Pour Une expertise citoyenne...


Pour une expertise au service des citoyens

La réforme constitutionnelle française de 2008 officialise la place des experts dans l’élaboration législative mais sans construire des modalités d’expertise qui seraient pertinentes pour l’intérêt public, et donc en offrant de nouvelles positions stratégiques aux lobbies. Ces dispositions ajoutent aux structures dédiées à l’expertise, jusqu’ici surtout actives en matière de recherche et innovation, là où le lobbying peut jouer à fond en bénéficiant de la couverture « scientifique ».

Dans le domaine de l’expertise, où la compétence supposée est toujours hybridée avec des intérêts particuliers, il est urgent de définir des règles, de nature éthique, pour tendre vers des procédures plus objectives et mieux conformes aux intérêts des populations. Car on ne doit jamais oublier qu’une innovation contraire à l’intérêt général est aussi le contraire d’un « progrès », et c’est donc un devoir démocratique que de démasquer les expertises complices des projets industriels.

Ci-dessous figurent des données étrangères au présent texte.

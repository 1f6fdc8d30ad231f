//! Export indexed vectors and recorded interactions.
//!
//! `ragq export embeddings <dir>` writes `vectors.tsv` and `metadata.tsv`
//! in the layout embedding projectors load directly: one row per chunk,
//! same order in both files, metadata with a header row.
//!
//! `ragq export interactions` dumps the interaction log as JSON.

use anyhow::Result;
use std::path::Path;

use crate::interactions::InteractionStore;
use crate::store::{IndexEntry, VectorIndex};

/// One tab-separated vector per line.
pub fn vectors_tsv(entries: &[IndexEntry]) -> String {
    let mut out = String::new();
    for entry in entries {
        let row: Vec<String> = entry.vector.iter().map(|v| v.to_string()).collect();
        out.push_str(&row.join("\t"));
        out.push('\n');
    }
    out
}

/// Title, category and chunk position for each vector, with a header.
pub fn metadata_tsv(entries: &[IndexEntry]) -> String {
    let mut out = String::from("title\tcategory\tchunk\n");
    for entry in entries {
        out.push_str(&format!(
            "{}\t{}\t{}/{}\n",
            tsv_field(&entry.metadata.title),
            tsv_field(&entry.metadata.category),
            entry.metadata.chunk_index + 1,
            entry.metadata.total_chunks
        ));
    }
    out
}

fn tsv_field(value: &str) -> String {
    value.replace(['\t', '\n', '\r'], " ")
}

/// Write both TSV files into `dir`, creating it if needed.
pub async fn export_embeddings(index: &dyn VectorIndex, dir: &Path) -> Result<usize> {
    let entries = index.entries().await?;
    std::fs::create_dir_all(dir)?;
    std::fs::write(dir.join("vectors.tsv"), vectors_tsv(&entries))?;
    std::fs::write(dir.join("metadata.tsv"), metadata_tsv(&entries))?;
    eprintln!(
        "Exported {} vectors to {}",
        entries.len(),
        dir.display()
    );
    Ok(entries.len())
}

/// Write every interaction, newest first, as pretty JSON.
///
/// If `output` is `Some`, writes to that file path. Otherwise writes
/// to stdout for piping.
pub async fn export_interactions(
    store: &dyn InteractionStore,
    output: Option<&Path>,
) -> Result<usize> {
    let total = store.count(false).await?;
    let interactions = store.list(total.max(1), 0, false).await?;
    let json = serde_json::to_string_pretty(&interactions)?;

    match output {
        Some(path) => {
            if let Some(parent) = path.parent() {
                std::fs::create_dir_all(parent)?;
            }
            std::fs::write(path, &json)?;
            eprintln!(
                "Exported {} interactions to {}",
                interactions.len(),
                path.display()
            );
        }
        None => {
            println!("{}", json);
        }
    }

    Ok(interactions.len())
}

La création d’une « Haute Autorité de l’expertise » permettrait de combler le vide scientifique et civique entre la parole des experts interrogés et la décision du législateur. Une telle structure, proposée par la FSC et reprise par Corinne Lepage dans un rapport officiel mais vite remisé, ne serait pas une énième assemblée d’experts mais un comité déontologique de l’expertise, chargé de définir et de vérifier les conditions d’exercice de cette activité indispensable qu’est l’expertise.

Plusieurs exigences sont évidentes tels les caractères contradictoire, multidisciplinaire, pluraliste et transparent de toute expertise.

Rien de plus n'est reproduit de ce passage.